── EXERCISE MATERIALS ──

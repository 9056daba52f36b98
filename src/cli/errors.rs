//! CLI-specific error types
//!
//! Config and I/O errors are fatal. Query and dataset errors are reported
//! to the caller as error responses, keeping their own codes.

use std::fmt;
use std::io;

use crate::dataset::StoreError;
use crate::planner::{QueryError, QueryErrorCode};

/// CLI error codes
#[derive(Debug, Clone, PartialEq, Eq)]
pub enum CliErrorCode {
    /// Configuration file error
    ConfigError,
    /// I/O error (stdin/stdout/files)
    IoError,
    /// Query rejected by the engine
    Query(QueryErrorCode),
    /// Dataset store operation failed
    Store(&'static str),
}

impl CliErrorCode {
    /// Get the error code string
    pub fn code(&self) -> &'static str {
        match self {
            Self::ConfigError => "INSIGHT_CLI_CONFIG_ERROR",
            Self::IoError => "INSIGHT_CLI_IO_ERROR",
            Self::Query(code) => code.code(),
            Self::Store(code) => code,
        }
    }
}

/// CLI error
#[derive(Debug)]
pub struct CliError {
    code: CliErrorCode,
    message: String,
}

impl CliError {
    /// Create a new CLI error
    pub fn new(code: CliErrorCode, message: impl Into<String>) -> Self {
        Self {
            code,
            message: message.into(),
        }
    }

    /// Config error
    pub fn config_error(msg: impl Into<String>) -> Self {
        Self::new(CliErrorCode::ConfigError, msg)
    }

    /// I/O error
    pub fn io_error(msg: impl Into<String>) -> Self {
        Self::new(CliErrorCode::IoError, msg)
    }

    /// Get the error code
    pub fn code(&self) -> &CliErrorCode {
        &self.code
    }

    /// Get the error code string
    pub fn code_str(&self) -> &'static str {
        self.code.code()
    }

    /// Get the error message
    pub fn message(&self) -> &str {
        &self.message
    }

    /// True for errors answered with an error response rather than
    /// aborting the process
    pub fn is_response(&self) -> bool {
        matches!(self.code, CliErrorCode::Query(_) | CliErrorCode::Store(_))
    }
}

impl fmt::Display for CliError {
    fn fmt(&self, f: &mut fmt::Formatter<'_>) -> fmt::Result {
        write!(f, "{}: {}", self.code.code(), self.message)
    }
}

impl std::error::Error for CliError {}

impl From<io::Error> for CliError {
    fn from(e: io::Error) -> Self {
        Self::io_error(e.to_string())
    }
}

impl From<serde_json::Error> for CliError {
    fn from(e: serde_json::Error) -> Self {
        Self::io_error(format!("JSON error: {}", e))
    }
}

impl From<QueryError> for CliError {
    fn from(e: QueryError) -> Self {
        let message = match e.field() {
            Some(field) => format!("{} (at '{}')", e.message(), field),
            None => e.message().to_string(),
        };
        Self::new(CliErrorCode::Query(e.code()), message)
    }
}

impl From<StoreError> for CliError {
    fn from(e: StoreError) -> Self {
        Self::new(CliErrorCode::Store(e.code()), e.to_string())
    }
}

/// CLI result type
pub type CliResult<T> = Result<T, CliError>;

───

• YOUR OBJECTIVE: Please be sure to repeat every entry exactly.

• SOLUTION:
repository 9056daba52f36b98
filename src/cli/errors.rs
//! CLI-specific error types
//!
//! Config and I/O errors are fatal. Query and dataset errors are reported
//! to the caller as error responses, keeping their own codes.

use std::fmt;
use std::io;

use crate::dataset::StoreError;
use crate::planner::{QueryError, QueryErrorCode};

/// CLI error codes
#[derive(Debug, Clone, PartialEq, Eq)]
pub enum CliErrorCode {
    /// Configuration file error
    ConfigError,
    /// I/O error (stdin/stdout/files)
    IoError,
    /// Query rejected by the engine
    Query(QueryErrorCode),
    /// Dataset store operation failed
    Store(&'static str),
}

impl CliErrorCode {
    /// Get the error code string
    pub fn code(&self) -> &'static str {
        match self {
            Self::ConfigError => "INSIGHT_CLI_CONFIG_ERROR",
            Self::IoError => "INSIGHT_CLI_IO_ERROR",
            Self::Query(code) => code.code(),
            Self::Store(code) => code,
        }
    }
}

/// CLI error
#[derive(Debug)]
pub struct CliError {
    code: CliErrorCode,
    message: String,
}

impl CliError {
    /// Create a new CLI error
    pub fn new(code: CliErrorCode, message: impl Into<String>) -> Self {
        Self {
            code,
            message: message.into(),
        }
    }

    /// Config error
    pub fn config_error(msg: impl Into<String>) -> Self {
        Self::new(CliErrorCode::ConfigError, msg)
    }

    /// I/O error
    pub fn io_error(msg: impl Into<String>) -> Self {
        Self::new(CliErrorCode::IoError, msg)
    }

    /// Get the error code
    pub fn code(&self) -> &CliErrorCode {
        &self.code
    }

    /// Get the error code string
    pub fn code_str(&self) -> &'static str {
        self.code.code()
    }

    /// Get the error message
    pub fn message(&self) -> &str {
        &self.message
    }

    /// True for errors answered with an error response rather than
    /// aborting the process
    pub fn is_response(&self) -> bool {
        matches!(self.code, CliErrorCode::Query(_) | CliErrorCode::Store(_))
    }
}

impl fmt::Display for CliError {
    fn fmt(&self, f: &mut fmt::Formatter<'_>) -> fmt::Result {
        write!(f, "{}: {}", self.code.code(), self.message)
    }
}

impl std::error::Error for CliError {}

impl From<io::Error> for CliError {
    fn from(e: io::Error) -> Self {
        Self::io_error(e.to_string())
    }
}

impl From<serde_json::Error> for CliError {
    fn from(e: serde_json::Error) -> Self {
        Self::io_error(format!("JSON error: {}", e))
    }
}

impl From<QueryError> for CliError {
    fn from(e: QueryError) -> Self {
        let message = match e.field() {
            Some(field) => format!("{} (at '{}')", e.message(), field),
            None => e.message().to_string(),
        };
        Self::new(CliErrorCode::Query(e.code()), message)
    }
}

impl From<StoreError> for CliError {
    fn from(e: StoreError) -> Self {
        Self::new(CliErrorCode::Store(e.code()), e.to_string())
    }
}

/// CLI result type
pub type CliResult<T> = Result<T, CliError>;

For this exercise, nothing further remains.